EXERCISE PROMPT.
Copy each line of the records that includes "matches".

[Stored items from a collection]
○ ○ ○ ○

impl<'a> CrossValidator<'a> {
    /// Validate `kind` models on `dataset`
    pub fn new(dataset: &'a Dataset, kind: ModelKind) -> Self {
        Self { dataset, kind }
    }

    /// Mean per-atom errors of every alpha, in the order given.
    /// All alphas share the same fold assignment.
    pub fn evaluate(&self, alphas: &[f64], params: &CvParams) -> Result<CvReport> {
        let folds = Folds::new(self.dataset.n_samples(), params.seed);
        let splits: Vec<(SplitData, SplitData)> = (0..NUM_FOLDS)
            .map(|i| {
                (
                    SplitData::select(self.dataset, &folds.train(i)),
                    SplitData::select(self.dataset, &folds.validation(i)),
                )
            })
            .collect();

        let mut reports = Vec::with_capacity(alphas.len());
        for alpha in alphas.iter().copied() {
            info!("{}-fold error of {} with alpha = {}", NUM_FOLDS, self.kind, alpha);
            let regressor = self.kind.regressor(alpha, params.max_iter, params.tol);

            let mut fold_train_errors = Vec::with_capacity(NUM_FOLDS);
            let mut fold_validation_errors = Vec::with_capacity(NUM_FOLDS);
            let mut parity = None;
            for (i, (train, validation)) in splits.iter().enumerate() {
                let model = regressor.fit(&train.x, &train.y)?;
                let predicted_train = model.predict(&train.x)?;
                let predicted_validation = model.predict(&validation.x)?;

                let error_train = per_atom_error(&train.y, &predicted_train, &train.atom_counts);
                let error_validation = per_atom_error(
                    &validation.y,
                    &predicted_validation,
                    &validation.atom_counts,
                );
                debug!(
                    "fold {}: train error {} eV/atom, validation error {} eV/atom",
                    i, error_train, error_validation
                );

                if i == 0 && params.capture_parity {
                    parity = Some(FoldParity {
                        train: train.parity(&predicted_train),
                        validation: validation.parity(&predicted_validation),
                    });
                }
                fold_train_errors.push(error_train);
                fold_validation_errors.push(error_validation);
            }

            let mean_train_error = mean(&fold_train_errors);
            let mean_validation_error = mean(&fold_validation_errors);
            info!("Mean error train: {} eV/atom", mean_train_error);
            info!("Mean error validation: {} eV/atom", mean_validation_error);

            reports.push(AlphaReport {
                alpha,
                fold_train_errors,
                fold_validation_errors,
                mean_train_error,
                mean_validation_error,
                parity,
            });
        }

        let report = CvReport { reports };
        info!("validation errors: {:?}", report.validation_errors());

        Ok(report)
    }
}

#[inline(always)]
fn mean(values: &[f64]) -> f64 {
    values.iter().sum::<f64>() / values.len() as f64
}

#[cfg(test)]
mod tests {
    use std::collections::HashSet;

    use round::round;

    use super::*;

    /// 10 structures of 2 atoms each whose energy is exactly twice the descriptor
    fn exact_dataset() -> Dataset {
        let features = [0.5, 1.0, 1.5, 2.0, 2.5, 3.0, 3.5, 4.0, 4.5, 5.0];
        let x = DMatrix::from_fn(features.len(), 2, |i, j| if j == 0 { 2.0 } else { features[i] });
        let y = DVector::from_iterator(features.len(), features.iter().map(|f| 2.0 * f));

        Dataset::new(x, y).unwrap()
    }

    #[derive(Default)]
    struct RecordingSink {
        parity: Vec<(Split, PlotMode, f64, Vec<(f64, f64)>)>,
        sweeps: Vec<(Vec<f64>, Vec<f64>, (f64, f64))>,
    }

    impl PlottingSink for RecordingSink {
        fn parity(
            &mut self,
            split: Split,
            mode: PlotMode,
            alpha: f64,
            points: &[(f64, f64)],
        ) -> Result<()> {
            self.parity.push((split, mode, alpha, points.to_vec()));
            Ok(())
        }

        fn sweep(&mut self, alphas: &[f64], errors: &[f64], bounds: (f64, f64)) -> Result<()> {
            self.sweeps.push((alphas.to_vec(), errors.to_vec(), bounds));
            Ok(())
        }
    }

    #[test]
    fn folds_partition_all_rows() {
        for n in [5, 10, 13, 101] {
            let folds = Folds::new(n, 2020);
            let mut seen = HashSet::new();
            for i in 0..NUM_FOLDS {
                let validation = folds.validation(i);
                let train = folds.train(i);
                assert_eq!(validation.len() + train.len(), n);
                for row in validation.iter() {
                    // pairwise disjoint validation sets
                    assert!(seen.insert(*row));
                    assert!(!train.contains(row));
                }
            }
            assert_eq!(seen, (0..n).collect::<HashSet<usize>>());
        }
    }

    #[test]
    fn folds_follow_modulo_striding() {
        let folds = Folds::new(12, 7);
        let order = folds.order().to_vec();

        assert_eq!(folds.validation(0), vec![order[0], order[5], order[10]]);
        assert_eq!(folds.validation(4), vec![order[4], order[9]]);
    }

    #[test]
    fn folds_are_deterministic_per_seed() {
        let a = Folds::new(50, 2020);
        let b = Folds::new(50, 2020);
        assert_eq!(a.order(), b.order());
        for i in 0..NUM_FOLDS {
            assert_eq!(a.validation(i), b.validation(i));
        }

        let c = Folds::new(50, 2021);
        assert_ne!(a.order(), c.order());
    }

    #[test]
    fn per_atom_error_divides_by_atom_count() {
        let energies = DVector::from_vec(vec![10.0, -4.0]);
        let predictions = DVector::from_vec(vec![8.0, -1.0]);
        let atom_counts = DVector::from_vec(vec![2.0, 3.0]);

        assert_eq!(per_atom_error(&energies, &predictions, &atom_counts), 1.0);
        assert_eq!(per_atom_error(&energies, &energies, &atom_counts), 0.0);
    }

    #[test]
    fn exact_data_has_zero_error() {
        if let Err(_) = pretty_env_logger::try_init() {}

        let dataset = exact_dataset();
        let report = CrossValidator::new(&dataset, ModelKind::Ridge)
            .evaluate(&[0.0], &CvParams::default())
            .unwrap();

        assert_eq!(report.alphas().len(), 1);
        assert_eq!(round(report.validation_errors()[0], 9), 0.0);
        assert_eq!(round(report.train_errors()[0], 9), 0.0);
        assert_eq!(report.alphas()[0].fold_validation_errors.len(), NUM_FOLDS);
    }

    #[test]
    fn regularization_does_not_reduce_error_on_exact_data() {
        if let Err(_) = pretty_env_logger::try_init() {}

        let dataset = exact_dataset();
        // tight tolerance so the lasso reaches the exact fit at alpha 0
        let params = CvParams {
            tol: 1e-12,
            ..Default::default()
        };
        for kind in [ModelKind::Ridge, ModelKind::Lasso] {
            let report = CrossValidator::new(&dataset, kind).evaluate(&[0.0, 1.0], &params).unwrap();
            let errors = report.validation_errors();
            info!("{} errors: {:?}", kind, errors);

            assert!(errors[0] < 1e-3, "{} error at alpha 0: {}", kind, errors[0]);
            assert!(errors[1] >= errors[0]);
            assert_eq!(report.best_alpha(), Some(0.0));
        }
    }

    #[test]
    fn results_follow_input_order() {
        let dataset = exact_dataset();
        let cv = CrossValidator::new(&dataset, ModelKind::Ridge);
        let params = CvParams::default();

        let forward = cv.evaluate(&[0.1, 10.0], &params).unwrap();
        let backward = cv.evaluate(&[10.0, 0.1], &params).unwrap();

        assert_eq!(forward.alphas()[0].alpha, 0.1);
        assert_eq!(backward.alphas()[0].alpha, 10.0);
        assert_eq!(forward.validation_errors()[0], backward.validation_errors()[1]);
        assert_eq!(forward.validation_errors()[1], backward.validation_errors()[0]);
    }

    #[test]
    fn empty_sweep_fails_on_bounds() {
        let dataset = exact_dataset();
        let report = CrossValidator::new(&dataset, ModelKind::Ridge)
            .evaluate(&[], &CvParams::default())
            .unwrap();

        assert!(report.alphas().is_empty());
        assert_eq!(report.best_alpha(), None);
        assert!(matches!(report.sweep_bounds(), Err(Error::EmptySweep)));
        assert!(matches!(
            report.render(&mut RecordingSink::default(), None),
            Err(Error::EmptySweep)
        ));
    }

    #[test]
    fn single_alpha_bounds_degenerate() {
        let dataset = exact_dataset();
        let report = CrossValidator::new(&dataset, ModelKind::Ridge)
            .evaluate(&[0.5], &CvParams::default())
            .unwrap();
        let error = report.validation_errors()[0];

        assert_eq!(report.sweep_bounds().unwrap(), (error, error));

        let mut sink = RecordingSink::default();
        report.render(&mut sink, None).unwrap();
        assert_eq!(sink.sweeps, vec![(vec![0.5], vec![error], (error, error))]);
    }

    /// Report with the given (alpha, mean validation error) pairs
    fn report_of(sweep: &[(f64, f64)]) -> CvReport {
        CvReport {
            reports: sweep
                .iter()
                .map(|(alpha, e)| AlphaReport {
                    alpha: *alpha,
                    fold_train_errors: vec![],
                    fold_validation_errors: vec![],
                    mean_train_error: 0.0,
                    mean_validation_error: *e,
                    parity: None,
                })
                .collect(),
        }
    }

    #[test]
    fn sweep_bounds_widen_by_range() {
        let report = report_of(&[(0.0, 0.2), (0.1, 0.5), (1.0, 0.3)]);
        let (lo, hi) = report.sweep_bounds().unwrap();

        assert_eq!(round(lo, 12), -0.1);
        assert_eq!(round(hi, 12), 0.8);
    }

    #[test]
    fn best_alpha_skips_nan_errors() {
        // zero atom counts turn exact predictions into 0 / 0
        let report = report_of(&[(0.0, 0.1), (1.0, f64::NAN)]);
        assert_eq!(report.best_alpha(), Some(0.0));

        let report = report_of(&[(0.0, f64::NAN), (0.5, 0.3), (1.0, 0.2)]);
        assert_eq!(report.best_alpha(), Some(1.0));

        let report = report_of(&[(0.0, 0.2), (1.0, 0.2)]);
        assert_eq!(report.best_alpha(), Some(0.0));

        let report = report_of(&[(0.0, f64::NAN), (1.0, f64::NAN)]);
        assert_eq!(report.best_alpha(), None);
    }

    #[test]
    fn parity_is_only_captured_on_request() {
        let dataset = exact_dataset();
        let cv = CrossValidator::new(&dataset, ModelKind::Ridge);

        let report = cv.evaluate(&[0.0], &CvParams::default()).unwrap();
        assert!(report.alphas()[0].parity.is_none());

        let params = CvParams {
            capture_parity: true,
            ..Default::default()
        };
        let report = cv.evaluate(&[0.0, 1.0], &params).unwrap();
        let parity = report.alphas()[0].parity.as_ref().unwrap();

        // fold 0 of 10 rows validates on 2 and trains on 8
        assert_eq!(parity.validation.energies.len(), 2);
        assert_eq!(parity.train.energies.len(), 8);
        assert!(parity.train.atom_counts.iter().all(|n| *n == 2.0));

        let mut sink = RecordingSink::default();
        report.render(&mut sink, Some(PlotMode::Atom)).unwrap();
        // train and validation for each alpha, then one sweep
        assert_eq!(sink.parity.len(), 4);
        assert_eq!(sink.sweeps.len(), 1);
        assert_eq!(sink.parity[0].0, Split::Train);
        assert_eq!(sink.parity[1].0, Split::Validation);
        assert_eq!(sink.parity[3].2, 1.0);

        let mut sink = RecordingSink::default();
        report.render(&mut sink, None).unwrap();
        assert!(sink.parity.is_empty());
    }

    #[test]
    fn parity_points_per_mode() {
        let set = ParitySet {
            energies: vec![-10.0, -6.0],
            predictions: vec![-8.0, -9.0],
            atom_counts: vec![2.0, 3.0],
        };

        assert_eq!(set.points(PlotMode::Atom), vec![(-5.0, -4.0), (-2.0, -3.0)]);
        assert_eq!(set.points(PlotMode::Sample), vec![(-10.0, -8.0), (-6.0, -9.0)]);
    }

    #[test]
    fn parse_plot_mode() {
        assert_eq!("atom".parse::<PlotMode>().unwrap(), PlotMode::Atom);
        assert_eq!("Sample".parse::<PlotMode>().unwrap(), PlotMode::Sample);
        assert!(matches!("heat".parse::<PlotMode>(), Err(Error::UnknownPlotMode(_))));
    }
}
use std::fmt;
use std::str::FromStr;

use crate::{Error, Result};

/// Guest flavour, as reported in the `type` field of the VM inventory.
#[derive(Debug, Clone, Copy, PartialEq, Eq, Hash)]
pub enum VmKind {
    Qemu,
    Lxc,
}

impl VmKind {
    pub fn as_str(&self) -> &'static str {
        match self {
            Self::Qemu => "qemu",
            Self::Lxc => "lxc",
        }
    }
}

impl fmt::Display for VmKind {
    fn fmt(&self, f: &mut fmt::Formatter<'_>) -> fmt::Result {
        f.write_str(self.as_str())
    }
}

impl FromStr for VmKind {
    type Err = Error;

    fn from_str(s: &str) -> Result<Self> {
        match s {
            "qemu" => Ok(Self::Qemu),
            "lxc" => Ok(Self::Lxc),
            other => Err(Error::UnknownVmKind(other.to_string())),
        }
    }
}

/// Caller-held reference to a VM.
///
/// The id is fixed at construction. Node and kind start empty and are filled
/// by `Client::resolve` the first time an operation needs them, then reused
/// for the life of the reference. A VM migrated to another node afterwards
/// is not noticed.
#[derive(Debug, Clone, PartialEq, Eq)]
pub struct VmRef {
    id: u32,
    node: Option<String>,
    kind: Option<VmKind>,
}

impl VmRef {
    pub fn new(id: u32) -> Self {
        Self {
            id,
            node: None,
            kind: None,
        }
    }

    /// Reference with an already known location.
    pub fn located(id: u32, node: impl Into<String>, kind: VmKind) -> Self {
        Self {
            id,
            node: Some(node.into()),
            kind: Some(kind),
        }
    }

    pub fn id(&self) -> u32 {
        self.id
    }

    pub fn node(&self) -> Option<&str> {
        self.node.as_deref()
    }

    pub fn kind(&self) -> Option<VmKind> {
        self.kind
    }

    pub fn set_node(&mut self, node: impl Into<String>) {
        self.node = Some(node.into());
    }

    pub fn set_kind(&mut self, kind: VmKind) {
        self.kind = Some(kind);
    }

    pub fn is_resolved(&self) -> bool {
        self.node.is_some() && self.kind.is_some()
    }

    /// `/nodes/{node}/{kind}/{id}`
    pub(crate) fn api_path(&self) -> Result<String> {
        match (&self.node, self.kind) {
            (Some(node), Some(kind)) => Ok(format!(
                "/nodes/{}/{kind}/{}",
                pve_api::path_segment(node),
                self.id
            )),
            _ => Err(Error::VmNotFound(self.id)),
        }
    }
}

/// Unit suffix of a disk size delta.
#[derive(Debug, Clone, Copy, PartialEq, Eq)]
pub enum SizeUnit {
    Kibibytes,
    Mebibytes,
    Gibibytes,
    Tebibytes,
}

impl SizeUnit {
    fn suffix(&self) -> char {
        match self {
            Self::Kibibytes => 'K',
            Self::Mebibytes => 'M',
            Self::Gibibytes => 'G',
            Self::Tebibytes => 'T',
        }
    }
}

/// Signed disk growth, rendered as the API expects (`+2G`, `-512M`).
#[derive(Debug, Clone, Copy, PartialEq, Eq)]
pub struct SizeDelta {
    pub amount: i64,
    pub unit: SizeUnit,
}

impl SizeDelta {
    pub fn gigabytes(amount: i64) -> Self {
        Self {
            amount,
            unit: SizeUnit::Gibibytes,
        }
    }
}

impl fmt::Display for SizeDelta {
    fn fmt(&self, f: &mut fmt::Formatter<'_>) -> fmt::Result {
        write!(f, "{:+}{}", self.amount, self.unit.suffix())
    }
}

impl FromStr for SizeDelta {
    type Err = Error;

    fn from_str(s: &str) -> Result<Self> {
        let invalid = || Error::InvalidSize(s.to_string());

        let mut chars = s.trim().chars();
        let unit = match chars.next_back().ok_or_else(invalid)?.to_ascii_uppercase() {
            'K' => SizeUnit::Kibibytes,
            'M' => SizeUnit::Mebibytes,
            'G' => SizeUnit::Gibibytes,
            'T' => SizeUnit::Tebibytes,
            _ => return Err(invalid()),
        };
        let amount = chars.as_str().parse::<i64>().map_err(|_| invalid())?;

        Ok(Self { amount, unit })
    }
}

○ ○ ○ ○

TASK OUTPUT.
        assert!(matches!(report.sweep_bounds(), Err(Error::EmptySweep)));
        assert!(matches!(
        assert!(matches!("heat".parse::<PlotMode>(), Err(Error::UnknownPlotMode(_))));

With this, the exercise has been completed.